** To do **
Each line of the records needs to come back exactly as written.

── Records

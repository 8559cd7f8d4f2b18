use anyhow::anyhow;
use axum::{
    Extension, Json,
    extract::{Path, State},
    http::StatusCode,
    response::{IntoResponse, Response},
};
use serde_json::json;

use warble_db::models::DeleteOutcome;
use warble_types::api::{FeedPage, NewMessageRequest};

use crate::error::ApiError;
use crate::message_view;
use crate::middleware::{AuthUser, CurrentUser};
use crate::AppState;

/// Feed depth: own + followed users' messages, newest first.
const FEED_LIMIT: u32 = 100;

/// Homepage: the feed for an authenticated viewer, a bare landing payload
/// for everyone else.
pub async fn home(
    State(state): State<AppState>,
    Extension(current): Extension<CurrentUser>,
) -> Result<Response, ApiError> {
    let Some(user) = current.0 else {
        return Ok(Json(json!({ "landing": true })).into_response());
    };

    let db = state.clone();
    let user_id = user.id;
    let (rows, likes) = tokio::task::spawn_blocking(move || {
        let rows = db.db.feed_for(user_id, FEED_LIMIT)?;
        let likes = db.db.liked_message_ids(user_id)?;
        Ok::<_, ApiError>((rows, likes))
    })
    .await
    .map_err(|e| ApiError::Internal(anyhow!("spawn_blocking join error: {e}")))??;

    let page = FeedPage {
        messages: rows.into_iter().map(message_view).collect(),
        likes,
    };

    Ok(Json(page).into_response())
}

pub async fn new_message(
    State(state): State<AppState>,
    Extension(user): Extension<AuthUser>,
    Json(req): Json<NewMessageRequest>,
) -> Result<impl IntoResponse, ApiError> {
    // 1–140 characters, counted as characters rather than bytes.
    let length = req.text.chars().count();
    if length == 0 {
        return Err(ApiError::Validation("Message text is required".into()));
    }
    if length > 140 {
        return Err(ApiError::Validation(
            "Message text must be at most 140 characters".into(),
        ));
    }

    let message_id = state.db.insert_message(user.id, &req.text)?;
    let row = state
        .db
        .message_by_id(message_id)?
        .ok_or(ApiError::NotFound)?;

    Ok((StatusCode::CREATED, Json(message_view(row))))
}

pub async fn show_message(
    State(state): State<AppState>,
    Path(message_id): Path<i64>,
) -> Result<impl IntoResponse, ApiError> {
    let row = state
        .db
        .message_by_id(message_id)?
        .ok_or(ApiError::NotFound)?;

    Ok(Json(message_view(row)))
}

/// Only the message's owner may delete it.
pub async fn delete_message(
    State(state): State<AppState>,
    Extension(user): Extension<AuthUser>,
    Path(message_id): Path<i64>,
) -> Result<impl IntoResponse, ApiError> {
    match state.db.delete_message_if_owner(message_id, user.id)? {
        DeleteOutcome::Deleted => Ok(Json(json!({ "deleted": true }))),
        DeleteOutcome::NotOwner => Err(ApiError::Unauthorized),
        DeleteOutcome::Missing => Err(ApiError::NotFound),
    }
}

────

** Response for this exercise **
repository 8559cd7f8d4f2b18
use anyhow::anyhow;
use axum::{
    Extension, Json,
    extract::{Path, State},
    http::StatusCode,
    response::{IntoResponse, Response},
};
use serde_json::json;

use warble_db::models::DeleteOutcome;
use warble_types::api::{FeedPage, NewMessageRequest};

use crate::error::ApiError;
use crate::message_view;
use crate::middleware::{AuthUser, CurrentUser};
use crate::AppState;

/// Feed depth: own + followed users' messages, newest first.
const FEED_LIMIT: u32 = 100;

/// Homepage: the feed for an authenticated viewer, a bare landing payload
/// for everyone else.
pub async fn home(
    State(state): State<AppState>,
    Extension(current): Extension<CurrentUser>,
) -> Result<Response, ApiError> {
    let Some(user) = current.0 else {
        return Ok(Json(json!({ "landing": true })).into_response());
    };

    let db = state.clone();
    let user_id = user.id;
    let (rows, likes) = tokio::task::spawn_blocking(move || {
        let rows = db.db.feed_for(user_id, FEED_LIMIT)?;
        let likes = db.db.liked_message_ids(user_id)?;
        Ok::<_, ApiError>((rows, likes))
    })
    .await
    .map_err(|e| ApiError::Internal(anyhow!("spawn_blocking join error: {e}")))??;

    let page = FeedPage {
        messages: rows.into_iter().map(message_view).collect(),
        likes,
    };

    Ok(Json(page).into_response())
}

pub async fn new_message(
    State(state): State<AppState>,
    Extension(user): Extension<AuthUser>,
    Json(req): Json<NewMessageRequest>,
) -> Result<impl IntoResponse, ApiError> {
    // 1–140 characters, counted as characters rather than bytes.
    let length = req.text.chars().count();
    if length == 0 {
        return Err(ApiError::Validation("Message text is required".into()));
    }
    if length > 140 {
        return Err(ApiError::Validation(
            "Message text must be at most 140 characters".into(),
        ));
    }

    let message_id = state.db.insert_message(user.id, &req.text)?;
    let row = state
        .db
        .message_by_id(message_id)?
        .ok_or(ApiError::NotFound)?;

    Ok((StatusCode::CREATED, Json(message_view(row))))
}

pub async fn show_message(
    State(state): State<AppState>,
    Path(message_id): Path<i64>,
) -> Result<impl IntoResponse, ApiError> {
    let row = state
        .db
        .message_by_id(message_id)?
        .ok_or(ApiError::NotFound)?;

    Ok(Json(message_view(row)))
}

/// Only the message's owner may delete it.
pub async fn delete_message(
    State(state): State<AppState>,
    Extension(user): Extension<AuthUser>,
    Path(message_id): Path<i64>,
) -> Result<impl IntoResponse, ApiError> {
    match state.db.delete_message_if_owner(message_id, user.id)? {
        DeleteOutcome::Deleted => Ok(Json(json!({ "deleted": true }))),
        DeleteOutcome::NotOwner => Err(ApiError::Unauthorized),
        DeleteOutcome::Missing => Err(ApiError::NotFound),
    }
}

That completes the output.